Доктор Гааз организовал две школы для детей заключенных: и для безнадзорных подростков, которых обычно полиция просто отправляла в Сибирь. Большинство арестантов были неграмотные или полуграмотные крестьяне и городские бедняки. Он не только лечил, снабжал пищей, одеждой, букварями и добрыми советами, но нередко бывал еще и ходатаем по делам бесправных. С 1829 до 1853 года он подал несколько сотен жалоб и прошений и в 142 случаях ему удалось достичь благоприятного пересмотра дел.
Гаазу приходилось нередко с величайшими усилиями и унижениями преодолевать жестокое равнодушие или прямую враждебность полиции и конвоя, косность и невежество тюремных чиновников, сословные предрассудки, недоверие завистливых коллег.
В 1822 году, когда он был назначен штадт-физиком, то есть главным врачом города Москвы, на него писали жалобы и доносы врачи и фельдшеры, которым он досаждал «придирчивым педантизмом», требуя, чтобы в больницах ежедневно мыли полы и убирали ретирады (уборные), еженедельно сменяли постельное белье и чтобы врачи следили за приготовлением доброкачественной пищи, не допуская злоупотреблений и обкрадывания больных.
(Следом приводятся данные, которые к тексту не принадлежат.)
// Session Capture Service
// Records a timed window through the control API and caches the export
//
// Progress goes out as `CaptureEvent`s on an unbounded channel so the caller
// can forward it (e.g. as MCP notifications) without slowing the window down.
// A cancelled window returns `CaptureError::Cancelled` straight away: recording
// is neither stopped nor exported and nothing is written to the cache.

pub mod countdown;

use chrono::Local;
use serde_json::{json, Value};
use std::sync::Arc;
use thiserror::Error;
use tokio::sync::mpsc::UnboundedSender;
use tokio_util::sync::CancellationToken;

use crate::models::{CaptureEvent, CapturedSession};
use crate::services::cache::{CacheError, SessionCache};
use crate::services::control::{ControlClient, ControlError};

pub use countdown::Countdown;

/// Message returned when read-latest finds an empty cache
pub const NO_CACHED_SESSION: &str = "no cached session found";

/// Capture errors
#[derive(Error, Debug)]
pub enum CaptureError {
    #[error("no cached session found")]
    NoCachedSession,

    #[error("capture cancelled after {elapsed_seconds}s")]
    Cancelled { elapsed_seconds: u64 },

    #[error(transparent)]
    Control(#[from] ControlError),

    #[error(transparent)]
    Cache(#[from] CacheError),

    #[error("Exported session is not valid JSON: {0}")]
    InvalidExport(#[from] serde_json::Error),
}

impl CaptureError {
    pub fn code(&self) -> &'static str {
        match self {
            CaptureError::NoCachedSession => "CAPTURE_NO_CACHED_SESSION",
            CaptureError::Cancelled { .. } => "CAPTURE_CANCELLED",
            CaptureError::Control(e) => e.code(),
            CaptureError::Cache(e) => e.code(),
            CaptureError::InvalidExport(_) => "CAPTURE_INVALID_EXPORT",
        }
    }

    /// Single-element error result: `[{"error": "<message>"}]`
    pub fn to_entries(&self) -> Vec<Value> {
        vec![json!({ "error": self.to_string() })]
    }
}

impl From<CaptureError> for String {
    fn from(err: CaptureError) -> Self {
        err.to_string()
    }
}

/// Drives capture windows and reads cached sessions
#[derive(Debug, Clone)]
pub struct SessionCapture {
    client: Arc<ControlClient>,
    cache: SessionCache,
    tick_seconds: u64,
}

impl SessionCapture {
    pub fn new(client: Arc<ControlClient>, cache: SessionCache, tick_seconds: u64) -> Self {
        Self {
            client,
            cache,
            tick_seconds,
        }
    }

    pub fn cache(&self) -> &SessionCache {
        &self.cache
    }

    /// Capture for `duration_seconds`, or read the latest cached session when zero
    pub async fn capture(
        &self,
        duration_seconds: u64,
        events: &UnboundedSender<CaptureEvent>,
        cancel: &CancellationToken,
    ) -> Result<CapturedSession, CaptureError> {
        if duration_seconds == 0 {
            return self.read_latest();
        }

        match self.record(duration_seconds, events, cancel).await {
            Ok(session) => Ok(session),
            Err(CaptureError::Cancelled { elapsed_seconds }) => {
                log::info!(
                    "[SessionCapture] Cancelled after {}s of {}s",
                    elapsed_seconds,
                    duration_seconds
                );
                let _ = events.send(CaptureEvent::Cancelled { elapsed_seconds });
                Err(CaptureError::Cancelled { elapsed_seconds })
            }
            Err(e) => {
                log::error!("[SessionCapture] Capture failed: {}", e);
                let _ = events.send(CaptureEvent::Failed {
                    message: e.to_string(),
                });
                Err(e)
            }
        }
    }

    async fn record(
        &self,
        duration_seconds: u64,
        events: &UnboundedSender<CaptureEvent>,
        cancel: &CancellationToken,
    ) -> Result<CapturedSession, CaptureError> {
        self.client.clear_session().await?;
        log::info!("[SessionCapture] Recording for {}s", duration_seconds);
        let _ = events.send(CaptureEvent::Started {
            total_seconds: duration_seconds,
        });

        let window = Countdown::new(duration_seconds, self.tick_seconds)
            .run(events, cancel)
            .await;
        if window.cancelled {
            return Err(CaptureError::Cancelled {
                elapsed_seconds: window.elapsed_seconds,
            });
        }

        let _ = events.send(CaptureEvent::Exporting);
        self.client.stop_recording().await?;
        let raw = self.client.export_session_json().await?;

        // only parseable exports are cached
        let session = CapturedSession::from_json(&raw)?;
        let path = self.cache.store(&raw, Local::now())?;

        let file_name = path
            .file_name()
            .map(|n| n.to_string_lossy().to_string())
            .unwrap_or_default();
        log::info!(
            "[SessionCapture] Saved {} entries to {}",
            session.len(),
            path.display()
        );
        let _ = events.send(CaptureEvent::Saved {
            file_name,
            entries: session.len(),
        });
        Ok(session)
    }

    /// Most recently cached session
    pub fn read_latest(&self) -> Result<CapturedSession, CaptureError> {
        let path = self.cache.latest()?.ok_or(CaptureError::NoCachedSession)?;
        log::debug!("[SessionCapture] Reading cached session {}", path.display());
        Ok(self.cache.load(&path)?)
    }

    /// A cached session chosen by file name
    pub fn read_named(&self, file_name: &str) -> Result<CapturedSession, CaptureError> {
        let path = self.cache.resolve(file_name)?;
        Ok(self.cache.load(&path)?)
    }
}

#[cfg(test)]
mod tests {
    use super::*;
    use crate::models::FilterCriteria;
    use crate::services::control::mock::{MockCharles, SAMPLE_EXPORT};
    use crate::services::filter::{SessionFilter, MATCH_LOCATION_FIELD};
    use std::fs;
    use tempfile::TempDir;
    use tokio::sync::mpsc;

    fn drain(rx: &mut mpsc::UnboundedReceiver<CaptureEvent>) -> Vec<CaptureEvent> {
        let mut events = Vec::new();
        while let Ok(event) = rx.try_recv() {
            events.push(event);
        }
        events
    }

    async fn setup() -> (TempDir, MockCharles, SessionCapture) {
        let tmp = TempDir::new().unwrap();
        let mock = MockCharles::start().await;
        let client = Arc::new(ControlClient::new(mock.control_config()).unwrap());
        let cache = SessionCache::new(tmp.path().join("package"));
        (tmp, mock, SessionCapture::new(client, cache, 10))
    }

    #[tokio::test]
    async fn test_read_latest_on_empty_cache() {
        let (_tmp, mock, capture) = setup().await;
        let (tx, _rx) = mpsc::unbounded_channel();

        let err = capture
            .capture(0, &tx, &CancellationToken::new())
            .await
            .unwrap_err();

        assert!(matches!(err, CaptureError::NoCachedSession));
        let entries = err.to_entries();
        assert_eq!(entries.len(), 1);
        assert_eq!(entries[0]["error"], NO_CACHED_SESSION);
        assert!(mock.requests().is_empty());
    }

    #[tokio::test]
    async fn test_read_latest_picks_last_file() {
        let (_tmp, _mock, capture) = setup().await;
        let dir = capture.cache().dir().to_path_buf();
        fs::create_dir_all(&dir).unwrap();
        fs::write(dir.join("20240101000000.chlsj"), r#"[{"host":"old"}]"#).unwrap();
        fs::write(dir.join("20240301000000.chlsj"), r#"[{"host":"new"}]"#).unwrap();
        fs::write(dir.join("20240201000000.chlsj"), r#"[{"host":"mid"}]"#).unwrap();

        let (tx, _rx) = mpsc::unbounded_channel();
        let session = capture
            .capture(0, &tx, &CancellationToken::new())
            .await
            .unwrap();
        assert_eq!(session.entries[0].host(), "new");
    }

    #[tokio::test]
    async fn test_capture_records_exports_and_caches() {
        let (_tmp, mock, capture) = setup().await;
        let (tx, mut rx) = mpsc::unbounded_channel();

        let session = capture
            .capture(1, &tx, &CancellationToken::new())
            .await
            .unwrap();

        assert_eq!(session.len(), 2);
        assert_eq!(
            mock.requests(),
            vec!["/session/clear", "/recording/stop", "/session/export-json"]
        );

        let cached = capture.cache().latest().unwrap().unwrap();
        assert_eq!(fs::read_to_string(cached).unwrap(), SAMPLE_EXPORT);

        let events = drain(&mut rx);
        assert_eq!(events[0], CaptureEvent::Started { total_seconds: 1 });
        assert_eq!(
            events[1],
            CaptureEvent::Tick {
                elapsed_seconds: 0,
                remaining_seconds: 1,
                total_seconds: 1
            }
        );
        assert_eq!(events[2], CaptureEvent::Exporting);
        assert!(matches!(events[3], CaptureEvent::Saved { entries: 2, .. }));
    }

    #[tokio::test]
    async fn test_fresh_capture_feeds_keyword_filter() {
        let (_tmp, _mock, capture) = setup().await;
        let (tx, _rx) = mpsc::unbounded_channel();

        let session = capture
            .capture(1, &tx, &CancellationToken::new())
            .await
            .unwrap();
        let criteria = FilterCriteria::default()
            .with_keyword_regex("TOKEN=abc")
            .keep_response(false);
        let results = SessionFilter::filter(&criteria, &session);

        assert_eq!(results.len(), 1);
        assert_eq!(results[0]["host"], "auth.example.com");
        assert!(results[0].get("response").is_none());
        let location = &results[0][MATCH_LOCATION_FIELD];
        assert_eq!(location["lineNumber"], 8);
        assert_eq!(location["lineContent"], r#""text": "user=alice&token=abc123""#);
    }

    #[tokio::test]
    async fn test_export_failure_is_reported_not_raised() {
        let (_tmp, mock, capture) = setup().await;
        mock.fail("/session/export-json");
        let (tx, mut rx) = mpsc::unbounded_channel();

        let err = capture
            .capture(1, &tx, &CancellationToken::new())
            .await
            .unwrap_err();

        assert!(matches!(err, CaptureError::Control(_)));
        assert_eq!(err.to_entries().len(), 1);
        assert!(drain(&mut rx).iter().any(CaptureEvent::is_error));
        assert!(capture.cache().list().unwrap().is_empty());
    }

    #[tokio::test]
    async fn test_invalid_export_is_not_cached() {
        let (_tmp, mock, capture) = setup().await;
        mock.set_export_body("<html>not json</html>");
        let (tx, _rx) = mpsc::unbounded_channel();

        let err = capture
            .capture(1, &tx, &CancellationToken::new())
            .await
            .unwrap_err();

        assert_eq!(err.code(), "CAPTURE_INVALID_EXPORT");
        assert!(capture.cache().list().unwrap().is_empty());
    }

    #[tokio::test]
    async fn test_cancelled_capture_skips_export() {
        let (_tmp, mock, capture) = setup().await;
        let (tx, mut rx) = mpsc::unbounded_channel();
        let cancel = CancellationToken::new();
        cancel.cancel();

        let err = capture.capture(30, &tx, &cancel).await.unwrap_err();

        assert!(matches!(err, CaptureError::Cancelled { elapsed_seconds: 0 }));
        assert_eq!(mock.requests(), vec!["/session/clear"]);
        assert!(drain(&mut rx)
            .iter()
            .any(|e| matches!(e, CaptureEvent::Cancelled { .. })));
        assert!(capture.cache().list().unwrap().is_empty());
    }

    #[tokio::test]
    async fn test_unreachable_charles_yields_error_result() {
        let tmp = TempDir::new().unwrap();
        let client = Arc::new(ControlClient::new(MockCharles::unreachable_config()).unwrap());
        let capture = SessionCapture::new(client, SessionCache::new(tmp.path().join("c")), 10);
        let (tx, _rx) = mpsc::unbounded_channel();

        let err = capture
            .capture(5, &tx, &CancellationToken::new())
            .await
            .unwrap_err();
        assert!(matches!(err, CaptureError::Control(ref e) if e.is_transport()));
    }

    #[tokio::test]
    async fn test_read_named_session() {
        let (_tmp, _mock, capture) = setup().await;
        let dir = capture.cache().dir().to_path_buf();
        fs::create_dir_all(&dir).unwrap();
        fs::write(dir.join("20240101000000.chlsj"), r#"[{"host":"first"}]"#).unwrap();
        fs::write(dir.join("20240102000000.chlsj"), r#"[{"host":"second"}]"#).unwrap();

        let session = capture.read_named("20240101000000.chlsj").unwrap();
        assert_eq!(session.entries[0].host(), "first");
        assert!(capture.read_named("missing.chlsj").is_err());
    }
}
Инспектор министерства Добронравов писал губернатору: «Доктор Гааз находится не в здравом душевном состоянии, что видно из того, что он отдает свое жалованье уволенному предшественнику». Этот донос был основан на фактах. Гааз считал, что его предшественник был уволен несправедливо, по ложному доносу, и, будучи семейным человеком, отцом троих детей, нуждается в деньгах больше, чем он сам, — холостяк, в то время еще сравнительно состоятельный.
Чиновники, ведавшие больницами, открыто возмущались тем, что им приходится подчиняться «какому-то сумасшедшему немцу», уверяли, что нелепый чужестранец ничего не смыслит и не может смыслить в московских делах.
Отвечая на такие обвинения и упреки, Гааз в 1826 году писал инспектору Министерства здравоохранения: «Уже 20 лет, как посвятил я все свои силы на служение страждущему человечеству в России, и если через сие не приобрел некоторым образом право на усыновление, как предполагает господин инспектор, говоря, что я иноземец, то я буду весьма несчастлив».
Начальник войск «внутренней стражи» (то есть конвойных и охраны) генерал Капцевич, старый гатчинец, воспитанник Аракчеева, 8 января 1833 года докладывал министру внутренних дел московскому генерал губернатору о «пререканиях и затейливости» доктора Гааза, который, «утрируя свою филантропию, затрудняет только начальство перепискою и, уклоняясь от своей обязанности напротив службы, соблазняет преступников, целуется с ними. Мое мнение: удалить доктора от сей обязанности».
Он требовал удалить Гааза из Комитета попечительства тюрем, отстранить его от руководства тюремными больницами и запретить ему «самовольно вмешиваться в распоряжений начальства пересыльных тюрем и конвойных офицеров».
Были и еще такие же рапорты и донесения. Капцевич снова и снова уверял власти, что Гааз «возбуждает арестантов безрассудно утрированной филантропией».
Это обвинение звучало весьма нешуточно. В те годы московские тюрьмы переполняли тысячи заключенных. Через пересыльные тюрьмы на Воробьевых горах и на Волхонке проходили все осужденные на ссылку и каторгу, отправляемые в Сибирь из городов северной, западной и средней России. Арестанты с юга или юго-запада направлялись в Самару и Саратов. За год в среднем через Москву проходило 4300–4500 ссыльнокаторжных и примерно столько же «бродяг», которых вели «не в роде арестанта», но тем не менее в кандалах к месту жительства. Именно вели. Перевозить ссыльных поездами и пароходами начали только в шестидесятые годы.